The basics of premises liability in Georgia  – the laws that apply when you are injured on someone else’s property – are largely the same as in most jurisdictions across the United States. However, Georgia premises liability law has some interesting differences that make it possible you might not be able to recover for an injury caused by a hazard on another’s property. Even with those differences, though, in general a Georgia property owner owes a duty of care to people on the owner’s property with permission, opening the door for potential recovery for injuries suffered there.

What is Premises Liability?

Georgia law on premises liability applies where the owner or occupier of a property owes a duty of care to someone who comes on the property, breaches that duty of care, resulting in injuries, and that the injured visitor experiences damages. The owner’s invitation to enter the property can be expressed – such as where a homeowner invites friends or neighbors to come onto the property – or implied, such as where the owner operates a business that is open to the public. Any property owner or legal occupier can be liable for injuries occurring on the property because of their negligence. That includes homeowners, business property owners, business operators who are leasing their business premises, landlords, property managers, homeowners’ associations – for community-owned common spaces – or even government agencies. The common thread is they are responsible for the safe upkeep of the property and failed to keep the property safe due to their own negligence.

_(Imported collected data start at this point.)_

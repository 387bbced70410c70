use serde::{Deserialize, Serialize};
use std::fmt::{Display, Formatter, Result as FmtResult};
use std::str::FromStr;

/// How the service fits an image into the requested width/height.
#[derive(Debug, Clone, Copy, PartialEq, Eq, Serialize, Deserialize)]
#[serde(rename_all = "lowercase")]
pub enum ResizeMode {
    Fit,
    Cover,
    ScaleWidth,
    ScaleHeight,
    Thumb,
}

impl ResizeMode {
    /// Wire value: the lowercased variant name.
    pub fn as_str(&self) -> &'static str {
        match self {
            ResizeMode::Fit => "fit",
            ResizeMode::Cover => "cover",
            ResizeMode::ScaleWidth => "scalewidth",
            ResizeMode::ScaleHeight => "scaleheight",
            ResizeMode::Thumb => "thumb",
        }
    }
}

impl FromStr for ResizeMode {
    type Err = anyhow::Error;

    fn from_str(s: &str) -> Result<Self, Self::Err> {
        match s.to_lowercase().as_str() {
            "fit" => Ok(ResizeMode::Fit),
            "cover" => Ok(ResizeMode::Cover),
            "scalewidth" => Ok(ResizeMode::ScaleWidth),
            "scaleheight" => Ok(ResizeMode::ScaleHeight),
            "thumb" => Ok(ResizeMode::Thumb),
            _ => Err(anyhow::anyhow!("Invalid resize mode: {}", s)),
        }
    }
}

impl Display for ResizeMode {
    fn fmt(&self, f: &mut Formatter<'_>) -> FmtResult {
        f.write_str(self.as_str())
    }
}

/// Upscaling factor for AI enhancement.
#[derive(Debug, Clone, Copy, PartialEq, Eq, Default)]
pub enum EnhanceScale {
    #[default]
    X2,
    X4,
    X8,
}

impl EnhanceScale {
    pub fn factor(&self) -> u8 {
        match self {
            EnhanceScale::X2 => 2,
            EnhanceScale::X4 => 4,
            EnhanceScale::X8 => 8,
        }
    }
}

impl FromStr for EnhanceScale {
    type Err = anyhow::Error;

    fn from_str(s: &str) -> Result<Self, Self::Err> {
        let trimmed = s.trim();
        let digits = trimmed
            .strip_suffix('x')
            .or_else(|| trimmed.strip_suffix('X'))
            .unwrap_or(trimmed);
        match digits {
            "2" => Ok(EnhanceScale::X2),
            "4" => Ok(EnhanceScale::X4),
            "8" => Ok(EnhanceScale::X8),
            _ => Err(anyhow::anyhow!(
                "Invalid enhance scale: {} (expected 2, 4 or 8)",
                s
            )),
        }
    }
}

impl Display for EnhanceScale {
    fn fmt(&self, f: &mut Formatter<'_>) -> FmtResult {
        write!(f, "{}", self.factor())
    }
}

/// Options for `compress` (and `convert`, which only sets format and quality).
///
/// Every field is optional; unset fields are left out of the request so the
/// service applies its own defaults.
#[derive(Debug, Clone, Default, PartialEq, Eq)]
pub struct CompressOptions {
    pub quality: Option<u32>,
    pub output_format: Option<String>,
    pub resize_width: Option<u32>,
    pub resize_height: Option<u32>,
    pub resize_mode: Option<ResizeMode>,
}

impl CompressOptions {
    pub fn new() -> Self {
        Self::default()
    }

    pub fn quality(mut self, quality: u32) -> Self {
        self.quality = Some(quality);
        self
    }

    pub fn output_format(mut self, format: impl Into<String>) -> Self {
        self.output_format = Some(format.into());
        self
    }

    pub fn resize(mut self, width: Option<u32>, height: Option<u32>) -> Self {
        self.resize_width = width;
        self.resize_height = height;
        self
    }

    pub fn resize_mode(mut self, mode: ResizeMode) -> Self {
        self.resize_mode = Some(mode);
        self
    }

    /// Options equivalent to a format conversion.
    pub fn conversion(format: impl Into<String>, quality: Option<u32>) -> Self {
        Self {
            quality,
            output_format: Some(format.into()),
            ..Self::default()
        }
    }

    /// Output format, treating an empty string as unset.
    pub fn format(&self) -> Option<&str> {
        non_empty(self.output_format.as_deref())
    }
}

#[derive(Debug, Clone, Default, PartialEq, Eq)]
pub struct BackgroundRemovalOptions {
    pub output_format: Option<String>,
    pub quality: Option<u32>,
}

impl BackgroundRemovalOptions {
    pub fn format(&self) -> Option<&str> {
        non_empty(self.output_format.as_deref())
    }
}

/// Options for AI enhancement. `scale` and `face_enhance` are always sent.
#[derive(Debug, Clone, Default, PartialEq, Eq)]
pub struct EnhanceOptions {
    pub scale: EnhanceScale,
    pub face_enhance: bool,
    pub output_format: Option<String>,
    pub quality: Option<u32>,
}

impl EnhanceOptions {
    pub fn format(&self) -> Option<&str> {
        non_empty(self.output_format.as_deref())
    }
}

fn non_empty(value: Option<&str>) -> Option<&str> {
    value.filter(|v| !v.is_empty())
}
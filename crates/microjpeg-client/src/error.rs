//! Client error types.

use http::StatusCode;
use microjpeg_core::{ApiError, ConfigError};

/// Failure below the API protocol: connection, TLS, body construction, or an
/// artifact download that did not answer 2xx.
#[derive(Debug, thiserror::Error)]
pub enum TransportError {
    #[error("HTTP request failed: {0}")]
    Request(#[from] reqwest::Error),

    #[error("Unexpected status {status} from {url}")]
    Status { status: StatusCode, url: String },

    #[error("Invalid request body: {0}")]
    Body(String),

    #[error("IO error: {0}")]
    Io(#[from] std::io::Error),
}

#[derive(Debug, thiserror::Error)]
pub enum ClientError {
    /// The API answered with a non-2xx status.
    #[error(transparent)]
    Api(#[from] ApiError),

    #[error("Invalid argument: {0}")]
    InvalidArgument(String),

    #[error(transparent)]
    Transport(#[from] TransportError),

    #[error("IO error: {0}")]
    Io(#[from] std::io::Error),

    #[error("Failed to decode response: {0}")]
    Decode(#[from] serde_json::Error),

    #[error(transparent)]
    Config(#[from] ConfigError),
}

impl ClientError {
    pub fn api_error(&self) -> Option<&ApiError> {
        match self {
            ClientError::Api(err) => Some(err),
            _ => None,
        }
    }
}

pub type ClientResult<T> = Result<T, ClientError>;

What is the Property Owner’s Duty of Care?

Georgia divides visitors to a property into three categories. Each of those categories of visitors – invitees, licensees, and trespassers – subjects the property holder to a different standard of care. An invitee is just that – someone who has been explicitly or implicitly invited onto the property. This would include invited visitors in a private home, shoppers at a retail business, diners at a restaurant, people who go to an amusement park, or guests at a hotel, among others. Invitees enjoy the protection of the highest standard of care in Georgia — ordinary care. That means the property holder has a duty to maintain the property in a safe fashion and can be liable for injuries caused by the property holder’s negligent failure to repair a condition or negligent failure to warn about an unsafe condition. This applies to any condition that the property holder knew about or reasonably should have known about. 

A licensee is owed a lesser duty of care. This would include someone legally on the premises but not for the purposes of the implied invitation, such as someone who is in a store but is simply accompanying a friend who is there to shop. If a licensee is injured while wandering about the property, the property holder faces less stringent conditions of care. For the final kind of visitor, trespassers there without permission, the property holder holds no duty to properly maintain the property. The only duty of care owed to trespassers is to not set traps or otherwise intentionally injure the trespasser.